The euro hit a two-week high of 128.95 yen in early Asian trade on Wednesday.
The dollar traded at 109.85 yen, having risen to 110.01 yen the previous day. It has extended a recovery from a five-week low of 108.115 yen on May 29 on easing concerns about political instability in Europe.
But the U.S. currency has been unable to extend its rally beyond 110 yen.
“Recent U.S. economic data such as payrolls and ISM surveys were impeccable. But despite that, the dollar has so far failed to rise much further. That seems to suggest strong selling interest,” said a senior trader at a major Japanese bank.

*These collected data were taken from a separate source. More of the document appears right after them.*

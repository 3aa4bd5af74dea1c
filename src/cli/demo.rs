use anyhow::{Context, Result};
use log::info;
use std::collections::HashMap;
use std::path::PathBuf;

use mzblank::feature::{Feature, FeatureMap};
use mzblank::store::FeatureStore;

/// Compounds present in samples well above the blank level
const REAL_COMPOUNDS: usize = 40;

/// Compounds dominated by the blank (solvent, plasticizers, column bleed)
const BACKGROUND_COMPOUNDS: usize = 15;

/// Generate a directory of mock sample and blank feature maps
pub fn run(output: PathBuf, samples: usize, blanks: usize) -> Result<()> {
    info!("Generating demo feature maps in {}", output.display());

    let store = FeatureStore::create(&output)
        .with_context(|| format!("Failed to create output directory: {}", output.display()))?;

    let mut sheet_rows = Vec::new();
    for run_index in 0..samples + blanks {
        let is_blank = run_index >= samples;
        let name = if is_blank {
            format!("blank_{:02}.mzML", run_index - samples + 1)
        } else {
            format!("sample_{:02}.mzML", run_index + 1)
        };

        let map = generate_mock_map(&name, run_index, is_blank);
        let path = store
            .save(&map)
            .with_context(|| format!("Failed to write feature map for {}", name))?;
        info!("  {} features -> {}", map.len(), path.display());

        sheet_rows.push((name, if is_blank { "Blank" } else { "Sample" }));
    }

    let sheet_path = output.join("samples.tsv");
    let mut sheet = csv::WriterBuilder::new()
        .delimiter(b'\t')
        .from_path(&sheet_path)
        .context("Failed to create sample sheet")?;
    sheet.write_record(["filename", "Sample_Type"])?;
    for (name, sample_type) in &sheet_rows {
        sheet.write_record([name.as_str(), *sample_type])?;
    }
    sheet.flush()?;

    println!(
        "Wrote {} sample and {} blank feature maps to {}",
        samples,
        blanks,
        output.display()
    );
    println!("Sample sheet: {}", sheet_path.display());
    println!(
        "Compounds missing from the blanks are kept only with --missing-values zero"
    );
    println!(
        "Try: mzblank remove-blanks {} --sample-sheet {}",
        output.display(),
        sheet_path.display()
    );

    Ok(())
}

/// Deterministic offset in [-0.5, 0.5) for run `run` and compound `compound`
fn jitter(run: usize, compound: usize) -> f64 {
    ((run * 7919 + compound * 104_729) % 1000) as f64 / 1000.0 - 0.5
}

fn generate_mock_map(name: &str, run_index: usize, is_blank: bool) -> FeatureMap {
    let mut features = Vec::new();
    let mut next_id = (run_index as u64 + 1) * 100_000;

    let mut push = |rt: f64, mz: f64, intensity: f64, charge: i32, compound: usize| {
        let mut feature = Feature::new(next_id, rt, mz, intensity).with_charge(charge);
        feature.quality = Some(0.8 + 0.2 * (jitter(run_index, compound) + 0.5));
        feature.fwhm = Some(3.0 + jitter(run_index + 1, compound));
        features.push(feature);
        next_id += 1;
    };

    for k in 0..REAL_COMPOUNDS {
        let rt = 30.0 + 12.0 * k as f64 + 2.0 * jitter(run_index, k);
        let mz = 100.0 + 17.3 * k as f64 + 0.0005 * jitter(run_index + 7, k);
        let charge = if k % 5 == 0 { 2 } else { 1 };
        if is_blank {
            // trace-level carry-over; every seventh compound is absent from blanks
            if k % 7 != 0 {
                push(rt, mz, 150.0 * (1.0 + jitter(run_index, k)), charge, k);
            }
        } else {
            let intensity = 1e5 * (1.0 + (k % 10) as f64) * (1.0 + 0.2 * jitter(run_index, k));
            push(rt, mz, intensity, charge, k);
        }
    }

    for k in 0..BACKGROUND_COMPOUNDS {
        let compound = REAL_COMPOUNDS + k;
        let rt = 45.0 + 27.0 * k as f64 + 2.0 * jitter(run_index, compound);
        let mz = 150.05 + 23.7 * k as f64 + 0.0005 * jitter(run_index + 7, compound);
        let level = if is_blank { 5e5 } else { 2e4 };
        push(rt, mz, level * (1.0 + 0.2 * jitter(run_index, compound)), 0, compound);
    }

    let mut map = FeatureMap::with_features(name, features);
    let mut parameters = HashMap::new();
    parameters.insert("generator".to_string(), "mzblank demo".to_string());
    map.metadata
        .processing_history
        .record("feature detection", parameters);
    map
}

“Markets are starting to focus on the ECB’s tapering. That would probably mean a tough summer for global equity markets. And we should expect the U.S. to take a hard line on tariffs. We should be prepared for risks in June and July,” he added.
The British pound was firm at $1.3401, having gained 0.62 percent on Tuesday on strong UK service sector survey, also extending its recovery from a six-month low of $1.3205 set on May 29.

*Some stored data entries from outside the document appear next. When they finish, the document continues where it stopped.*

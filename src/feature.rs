//! # Features and Feature Maps
//!
//! A [`Feature`] is one detected chromatographic peak. A [`FeatureMap`] holds
//! all features detected in one raw-data file together with the metadata that
//! identifies that file.

use std::collections::HashSet;

use crate::metadata::FeatureMapMetadata;

/// Raw and processed file extensions stripped when comparing file identifiers
const KNOWN_EXTENSIONS: &[&str] = &[
    crate::schema::FEATURE_MAP_EXTENSION,
    ".featureXML",
    ".mzML",
    ".mzXML",
    ".raw",
    ".d",
];

/// A detected chromatographic peak
#[derive(Debug, Clone, PartialEq)]
pub struct Feature {
    /// Unique feature identifier
    pub id: u64,

    /// Apex retention time in seconds
    pub rt: f64,

    /// Monoisotopic m/z
    pub mz: f64,

    /// Feature intensity (area or height, as reported by the feature finder)
    pub intensity: f64,

    /// Charge state, 0 when unknown
    pub charge: i32,

    /// Quality score reported by the feature finder
    pub quality: Option<f64>,

    /// Peak width at half maximum in seconds
    pub fwhm: Option<f64>,
}

impl Feature {
    /// Create a feature with unknown charge and no optional annotations
    pub fn new(id: u64, rt: f64, mz: f64, intensity: f64) -> Self {
        Self {
            id,
            rt,
            mz,
            intensity,
            charge: 0,
            quality: None,
            fwhm: None,
        }
    }

    /// Set the charge state
    pub fn with_charge(mut self, charge: i32) -> Self {
        self.charge = charge;
        self
    }
}

/// All features extracted from one raw-data file
#[derive(Debug, Clone, Default, PartialEq)]
pub struct FeatureMap {
    /// Provenance and processing history
    pub metadata: FeatureMapMetadata,

    /// Features in file order
    pub features: Vec<Feature>,
}

impl FeatureMap {
    /// Create an empty map for the given raw file name
    pub fn new(source_file: &str) -> Self {
        Self {
            metadata: FeatureMapMetadata::new(source_file),
            features: Vec::new(),
        }
    }

    /// Create a map from a raw file name and its features
    pub fn with_features(source_file: &str, features: Vec<Feature>) -> Self {
        Self {
            metadata: FeatureMapMetadata::new(source_file),
            features,
        }
    }

    /// Raw file name identifying this map (e.g. `sample1.mzML`)
    pub fn source_file(&self) -> &str {
        &self.metadata.source_file.name
    }

    /// Raw file stem (e.g. `sample1`)
    pub fn stem(&self) -> &str {
        raw_file_stem(self.source_file())
    }

    /// Number of features
    pub fn len(&self) -> usize {
        self.features.len()
    }

    /// True when the map holds no features
    pub fn is_empty(&self) -> bool {
        self.features.is_empty()
    }

    /// Ids of all features in this map
    pub fn feature_ids(&self) -> HashSet<u64> {
        self.features.iter().map(|f| f.id).collect()
    }

    /// Copy of this map keeping metadata and only the features whose id is in `keep`
    pub fn retain_ids(&self, keep: &HashSet<u64>) -> FeatureMap {
        FeatureMap {
            metadata: self.metadata.clone(),
            features: self
                .features
                .iter()
                .filter(|f| keep.contains(&f.id))
                .cloned()
                .collect(),
        }
    }
}

/// Reduce a file identifier to its raw-file stem.
///
/// Directory components are dropped and one known raw or feature file
/// extension is stripped (case-insensitive), so `/data/blank1.mzML`,
/// `blank1.mzML`, `blank1.features.parquet` and `blank1` all yield `blank1`.
/// Unknown extensions are kept, so `run.v2` stays `run.v2`.
pub fn raw_file_stem(name: &str) -> &str {
    let base = name.rsplit(['/', '\\']).next().unwrap_or(name);

    for ext in KNOWN_EXTENSIONS {
        if base.len() > ext.len() {
            let split = base.len() - ext.len();
            if base.is_char_boundary(split) && base[split..].eq_ignore_ascii_case(ext) {
                return &base[..split];
            }
        }
    }

    base
}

The Australian dollar rose after the country’s GDP data beat market expectations.
The Aussie stood at $0.7660, up 0.6 percent on the day, and near six-week high of $0.7665 touched on Monday.
The Canadian dollar and the Mexican peso came under renewed pressure after White House economic adviser Larry Kudlow said on Tuesday that President Donald Trump is considering holding separate talks with Canada and Mexico.
That added fuel to speculation the United States could scrap the North American Free Trade Agreement (NAFTA).
The Canadian dollar had fallen to a 2-1/2-month low of C$1.3068 per U.S. dollar on Tuesday, though it edged up in Asia on Wednesday after a media report that Treasury Secretary Steven Mnuchin is said to have urged Trump to exempt Canada from tariffs.
The Mexican peso hit a 15-month low of 20.4705 peso to the dollar on Tuesday and last stood at 20.4075.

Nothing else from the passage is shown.